I got the recipe from my mother, who includes it in our Thanksgiving menu every year–dinner always ends with amazing chocolate stains on the table cloth, the work of my little cousins who turn their dishes upside down to get at every last tasty drop. She allows as how the origin of the recipe is “lost to the mists of time,” and in google-ing around to see if I could find a possible source, all I could find was that this seems to be the simplest iteration of pots de creme out there. There are basically three steps: cream is scalded (heated over high heat until small bubbles form on the side of the pan), all of the ingredients are whirled together in a blender, and the mixture is poured into the vessels of your choice. Super pretty champagne coupes, in this case–living with a cocktail fiend has many perks. A few hours in the fridge, and you have dessert. The end result is so deliciously rich that I think a generous covering of whipped cream is necessary, with a sprinkle of chocolate shavings on top if you’re feeling extra fancy.
Pots de creme is a make-ahead dream, and not only because you do in fact need to make it well ahead of time, but because the actual making of it is also a breeze. So, for example, if one is hosting a birthday dinner at the end of a long workday, one can shop and make regular dinner and print out a silly birthday sign the night before, and still have plenty of time to throw this dessert together. In fact, several times over the course of the evening before the party, Hal asked me, “so…when are you making this dessert?” The man knows me well enough to worry that a late start to a cooking project might mean a very very late bedtime. In this case, though, he needn’t have worried. From start to finish, this takes about ten minutes to put together. Even if you don’t have the blender lid on perfectly, and have to pause to clean warm chocolate off of your cookbook collection and walls. Ahem.

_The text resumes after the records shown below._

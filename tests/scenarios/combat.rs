//! Combat scenario tests
//!
//! Tests power use, damage, healing, areas and movement

use crate::harness::{party, TestEncounter};
use skirmish::combat::{
    ActionCost, AreaShape, AttackShape, Board, EffectCatalog, EventKind, Facing, Position, Power,
    PowerCatalog, PowerTier, Roster, ScriptedSource, Target,
};
use skirmish::{Encounter, EngineConfig, EngineError};

fn duel(dice: u32) -> TestEncounter {
    let mut test = TestEncounter::new(dice);
    test.add(party::fighter(5, 5)).add(party::goblin(5, 6));
    test.start(&[("fighter", 15), ("goblin", 3)]);
    test
}

/// Test: Cleave with every die showing 5 deals 5 + 4 + 4
#[test]
fn test_cleave_hits_goblin() {
    let mut test = duel(5);

    let result = test
        .encounter
        .use_power("fighter", "cleave", &Target::combatant("goblin"), None)
        .expect("cleave failed");

    assert_eq!(result.hits.len(), 1);
    assert_eq!(result.hits[0].damage, 13);
    assert!(!result.hits[0].just_died);
    assert_eq!(test.hp("goblin"), 2);
    assert!(test.combatant("fighter").has_acted);
}

/// Test: An exhausted encounter power fails and changes nothing
#[test]
fn test_exhausted_power_is_atomic() {
    let mut test = duel(1);
    let target = Target::combatant("goblin");

    test.encounter
        .use_power("fighter", "shield_bash", &target, None)
        .expect("first shield bash failed");
    assert_eq!(test.hp("goblin"), 5);
    assert!(test.encounter.roster().has_effect("goblin", "prone").unwrap());

    test.encounter.end_turn().unwrap();
    test.encounter.end_turn().unwrap();
    assert_eq!(test.current(), "fighter");
    assert_eq!(test.encounter.round(), 2);

    let before = test.encounter.roster().clone();
    let result = test.encounter.use_power("fighter", "shield_bash", &target, None);
    assert!(matches!(result, Err(EngineError::PowerExhausted { .. })));
    assert_eq!(*test.encounter.roster(), before);
}

/// Test: A prone goblin stays down until it spends its move
#[test]
fn test_prone_until_moved() {
    let mut test = duel(1);
    test.encounter
        .use_power("fighter", "shield_bash", &Target::combatant("goblin"), None)
        .expect("shield bash failed");
    test.encounter.end_turn().unwrap();

    assert_eq!(test.current(), "goblin");
    assert!(test.encounter.roster().has_effect("goblin", "prone").unwrap());

    test.encounter
        .move_combatant("goblin", Position::new(5, 7))
        .expect("goblin move failed");
    assert!(!test.encounter.roster().has_effect("goblin", "prone").unwrap());
    let status: Vec<_> = test.encounter.log().filter(EventKind::Status).collect();
    assert!(status.iter().any(|e| e.message == "Goblin is no longer prone"));
}

fn thunderclap() -> Power {
    Power {
        id: "thunderclap".into(),
        name: "Thunderclap".into(),
        class: Some("mage".into()),
        tier: PowerTier::AtWill,
        action: ActionCost::Standard,
        attack: AttackShape::Area,
        range: 5,
        area: AreaShape::Burst,
        area_size: 1,
        damage: "1d6".into(),
        damage_type: "thunder".into(),
        healing: None,
        effect: None,
        allows_self: false,
        resource_cost: 0,
        description: "Burst of sound".into(),
    }
}

fn burst_encounter() -> Encounter {
    let mut powers = PowerCatalog::standard();
    powers.insert(thunderclap());
    let mut encounter =
        Encounter::with_catalogs("burst", EngineConfig::default(), EffectCatalog::standard(), powers)
            .with_dice(ScriptedSource::constant(1));

    encounter
        .add_combatant(party::mage(5, 5).with_power(&thunderclap()))
        .unwrap();
    encounter.add_combatant(party::goblin_named("a", 5, 6)).unwrap();
    encounter.add_combatant(party::goblin_named("b", 6, 6)).unwrap();
    encounter.add_combatant(party::goblin_named("c", 10, 10)).unwrap();

    encounter.record_initiative("mage", 20).unwrap();
    encounter.roll_all_initiative().unwrap();
    encounter.start_combat().unwrap();
    encounter
}

/// Test: A size 1 burst on (5, 5) catches the neighbours and not the far goblin
#[test]
fn test_burst_excludes_caster_by_default() {
    let mut encounter = burst_encounter();

    let result = encounter
        .use_power("mage", "thunderclap", &Target::cell(5, 5), None)
        .unwrap();
    let hit: Vec<&str> = result.hits.iter().map(|h| h.target_id.as_str()).collect();
    assert_eq!(hit, vec!["a", "b"]);

    // 1 on the die plus floor(5 / 2)
    assert_eq!(encounter.roster().get("a").unwrap().hp, 12);
    assert_eq!(encounter.roster().get("c").unwrap().hp, 15);
    assert_eq!(encounter.roster().get("mage").unwrap().hp, 15);
}

/// Test: The caster can opt into their own burst
#[test]
fn test_burst_including_caster() {
    let mut encounter = burst_encounter();

    let result = encounter
        .use_power("mage", "thunderclap", &Target::cell(5, 5), Some(false))
        .unwrap();
    assert_eq!(result.hits.len(), 3);
    assert_eq!(encounter.roster().get("mage").unwrap().hp, 12);
}

/// Test: Burning Hands hits the first three cells of the line
#[test]
fn test_blast_line() {
    let mut test = TestEncounter::new(1);
    test.add(party::mage(2, 2))
        .add(party::goblin_named("g1", 3, 2))
        .add(party::goblin_named("g2", 5, 2))
        .add(party::goblin_named("g3", 6, 2));
    test.start(&[("mage", 20), ("g1", 1), ("g2", 1), ("g3", 1)]);

    let result = test
        .encounter
        .use_power("mage", "burning_hands", &Target::cell(9, 2), None)
        .unwrap();
    assert_eq!(result.hits.len(), 2);
    // 2d6+4 at 1s plus floor(5 / 2)
    assert_eq!(test.hp("g1"), 7);
    assert_eq!(test.hp("g2"), 7);
    assert_eq!(test.hp("g3"), 15);
    assert_eq!(result.uses_left, Some(0));
}

/// Test: Killing blow logs a death and the fallen are skipped
#[test]
fn test_death_and_turn_skip() {
    let mut test = TestEncounter::new(1);
    test.add(party::fighter(5, 5))
        .add(party::goblin_named("rat", 5, 6))
        .add(party::goblin(8, 8));
    test.start(&[("fighter", 20), ("rat", 10), ("goblin", 5)]);

    // 9 damage per cleave at 1s
    test.encounter
        .use_power("fighter", "cleave", &Target::combatant("rat"), None)
        .unwrap();
    assert_eq!(test.hp("rat"), 6);
    test.encounter.end_turn().unwrap();
    test.encounter.end_turn().unwrap();
    test.encounter.end_turn().unwrap();

    let result = test
        .encounter
        .use_power("fighter", "cleave", &Target::combatant("rat"), None)
        .unwrap();
    assert!(result.hits[0].just_died);
    assert_eq!(test.encounter.log().filter(EventKind::Death).count(), 1);

    let advance = test.encounter.end_turn().unwrap();
    assert_eq!(advance.current, "goblin");
    assert_eq!(test.encounter.state().turn_order.len(), 3);

    // Corpses are not targets
    let targets = test.encounter.legal_targets("fighter", "cleave").unwrap();
    assert!(targets.is_empty());
}

/// Test: Stunned combatants cannot use powers
#[test]
fn test_stunned_cannot_act() {
    let mut test = duel(1);
    test.encounter
        .apply_effect("fighter", "stunned", None, Some("goblin"))
        .unwrap();

    let result = test
        .encounter
        .use_power("fighter", "cleave", &Target::combatant("goblin"), None);
    assert!(matches!(result, Err(EngineError::IllegalAction(_))));
    assert_eq!(test.hp("goblin"), 15);
}

/// Test: Healing Word is a minor action that can target the caster
#[test]
fn test_healing_word() {
    let mut test = TestEncounter::new(3);
    test.add(party::cleric(1, 1)).add(party::goblin(1, 2));
    test.start(&[("cleric", 20), ("goblin", 1)]);

    test.encounter
        .use_power("cleric", "sacred_flame", &Target::combatant("goblin"), None)
        .unwrap();
    let result = test
        .encounter
        .use_power("cleric", "healing_word", &Target::combatant("cleric"), None)
        .unwrap();

    // Already at full HP
    assert_eq!(result.hits[0].healed, 0);
    assert_eq!(test.encounter.log().filter(EventKind::Healing).count(), 1);
}

/// Test: Damage then equal healing restores HP; clamps hold at both ends
#[test]
fn test_damage_and_healing_clamps() {
    let mut roster = Roster::new(Board::default());
    roster.add(party::fighter(1, 1)).unwrap();

    roster.apply_damage("fighter", 12).unwrap();
    let healed = roster.apply_healing("fighter", 12, false).unwrap();
    assert_eq!(healed.hp, 30);

    let overheal = roster.apply_healing("fighter", 50, false).unwrap();
    assert_eq!(overheal.hp, 30);
    assert_eq!(overheal.healed, 0);

    let dropped = roster.apply_damage("fighter", 100).unwrap();
    assert_eq!(dropped.hp, 0);
    assert!(dropped.just_died);
    assert_eq!(dropped.dealt, 30);

    assert!(matches!(
        roster.apply_healing("fighter", 5, false),
        Err(EngineError::IllegalAction(_))
    ));
    let revived = roster.apply_healing("fighter", 5, true).unwrap();
    assert!(revived.revived);
    assert_eq!(revived.hp, 5);
}

/// Test: Movement limits, facing and occupancy
#[test]
fn test_movement() {
    let mut test = duel(1);

    let err = test.encounter.move_combatant("fighter", Position::new(5, 6));
    assert!(matches!(err, Err(EngineError::CellOccupied { .. })));

    let err = test.encounter.move_combatant("fighter", Position::new(0, 0));
    assert!(matches!(err, Err(EngineError::IllegalAction(_))));

    let facing = test
        .encounter
        .move_combatant("fighter", Position::new(2, 4))
        .unwrap();
    assert_eq!(facing, Facing::Left);
    assert!(test.combatant("fighter").has_moved);

    let again = test.encounter.move_combatant("fighter", Position::new(2, 5));
    assert!(matches!(again, Err(EngineError::AlreadyConsumed { .. })));
    assert_eq!(test.encounter.log().filter(EventKind::Movement).count(), 1);
}
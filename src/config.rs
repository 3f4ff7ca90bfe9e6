//! Engine configuration
//!
//! Layered with figment: built-in defaults, then an optional TOML file, then
//! `SKIRMISH_*` environment variables (e.g. `SKIRMISH_BOARD_SIZE=12`).

use std::path::{Path, PathBuf};

use figment::providers::{Env, Format, Serialized, Toml};
use figment::Figment;
use serde::{Deserialize, Serialize};
use thiserror::Error;
use tracing::debug;

use crate::combat::{
    Board, EffectCatalog, PowerCatalog, TargetingOptions, DEFAULT_BOARD_SIZE, MAX_BOARD_SIZE,
};
use crate::error::EngineError;

/// Environment variable prefix
pub const ENV_PREFIX: &str = "SKIRMISH_";

/// Errors while loading configuration, catalogs or scenarios
#[derive(Debug, Error)]
pub enum ConfigError {
    #[error("failed to read {path}: {source}")]
    Io {
        path: PathBuf,
        #[source]
        source: std::io::Error,
    },

    #[error("invalid JSON: {0}")]
    Json(#[from] serde_json::Error),

    #[error("invalid configuration: {0}")]
    Figment(#[from] Box<figment::Error>),

    #[error(transparent)]
    Engine(#[from] EngineError),

    #[error("{0}")]
    Invalid(String),
}

/// Tunable engine settings
#[derive(Debug, Clone, PartialEq, Eq, Serialize, Deserialize)]
#[serde(default)]
pub struct EngineConfig {
    /// Width and height of the square board
    pub board_size: i32,
    /// Leave the caster out of their own bursts unless a call says otherwise
    pub exclude_caster_from_burst: bool,
    /// Speed for combatants defined without a class or explicit speed
    pub default_speed: u32,
    /// JSON status-effect catalog replacing the built-in one
    pub effects_catalog: Option<PathBuf>,
    /// JSON power catalog replacing the built-in one
    pub powers_catalog: Option<PathBuf>,
}

impl Default for EngineConfig {
    fn default() -> Self {
        Self {
            board_size: DEFAULT_BOARD_SIZE,
            exclude_caster_from_burst: true,
            default_speed: 5,
            effects_catalog: None,
            powers_catalog: None,
        }
    }
}

impl EngineConfig {
    /// Layered provider: defaults, then `file` if given, then the environment
    pub fn figment(file: Option<&Path>) -> Figment {
        let mut figment = Figment::from(Serialized::defaults(EngineConfig::default()));
        if let Some(path) = file {
            figment = figment.merge(Toml::file_exact(path));
        }
        figment.merge(Env::prefixed(ENV_PREFIX))
    }

    /// Load and validate the configuration
    pub fn load(file: Option<&Path>) -> Result<Self, ConfigError> {
        if let Some(path) = file {
            std::fs::metadata(path).map_err(|source| ConfigError::Io {
                path: path.to_path_buf(),
                source,
            })?;
        }

        let config: EngineConfig = Self::figment(file).extract().map_err(Box::new)?;
        config.validate()?;
        debug!("Loaded engine config: {:?}", config);
        Ok(config)
    }

    pub fn validate(&self) -> Result<(), ConfigError> {
        if !(1..=MAX_BOARD_SIZE).contains(&self.board_size) {
            return Err(ConfigError::Invalid(format!(
                "board_size must be between 1 and {}, got {}",
                MAX_BOARD_SIZE, self.board_size
            )));
        }
        Ok(())
    }

    pub fn board(&self) -> Board {
        Board::new(self.board_size)
    }

    pub fn targeting(&self) -> TargetingOptions {
        TargetingOptions {
            exclude_caster: self.exclude_caster_from_burst,
        }
    }

    /// Effect and power catalogs, built-in unless a file is configured.
    ///
    /// Every power is checked against the effect catalog.
    pub fn catalogs(&self) -> Result<(EffectCatalog, PowerCatalog), ConfigError> {
        let effects = match &self.effects_catalog {
            Some(path) => EffectCatalog::load(path)?,
            None => EffectCatalog::standard(),
        };
        let powers = match &self.powers_catalog {
            Some(path) => PowerCatalog::load(path)?,
            None => PowerCatalog::standard(),
        };
        powers.validate(&effects)?;
        Ok((effects, powers))
    }
}
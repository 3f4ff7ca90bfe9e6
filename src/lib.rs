//! skirmish - grid combat rules engine
//!
//! Rules core for a room-coded multiplayer tabletop RPG played on a square
//! grid: dice, combatants and their action economy, initiative and turns, and
//! power targeting and resolution. The engine performs no I/O; callers persist
//! and broadcast state after each successful mutation.

pub mod combat;
pub mod config;
pub mod encounter;
pub mod error;
pub mod room;
pub mod scenario;

pub use config::{ConfigError, EngineConfig};
pub use encounter::{Encounter, EncounterState};
pub use error::{EngineError, EngineResult};
pub use room::{RoomError, RoomRegistry};
pub use scenario::{RunReport, Scenario, ScriptedAction};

The night of the party, after we’d attacked our tasty snacks, I made a small batch of whipped cream (with my trusty immersion blender), dolloped it on top of each coupe, and added a quick sprinkle of chocolate. A bit more effort than slicing into a birthday cake, maybe, but not much. And though we didn’t end up with chocolate stains on the non-existent table cloth, all the coupes were gratifyingly cleaned out by the end of the night.
pots de creme
Makes six servings. This recipe doubles or triples incredibly easy–just be sure to process in batches rather than risk overfilling your blender. I say this from (yet another) messy chocolate covered experience. If you’ve got room in the fridge and enough cups, I’d say the sky’s the limit in terms of amount.
1 cup semi-sweet chocolate chips
1 1/2 cups cream, scalded (heated over high heat until bubbles form around the edge of the pan)
2 egg yolks
3 tbs brandy or Grand Marnier
Combine all ingredients in blender and process on blend setting until smooth. Pour into six small cups (my mother’s original directions call for “sherbet or custard cups,” which just pleases my endlessly. I’ve used small juice glasses, coupes, and paper cups). Cover each cup with plastic wrap and refrigerate at least 3 hours; overnight if possible. Serve topped with sweetened whipped cream and chocolate shavings.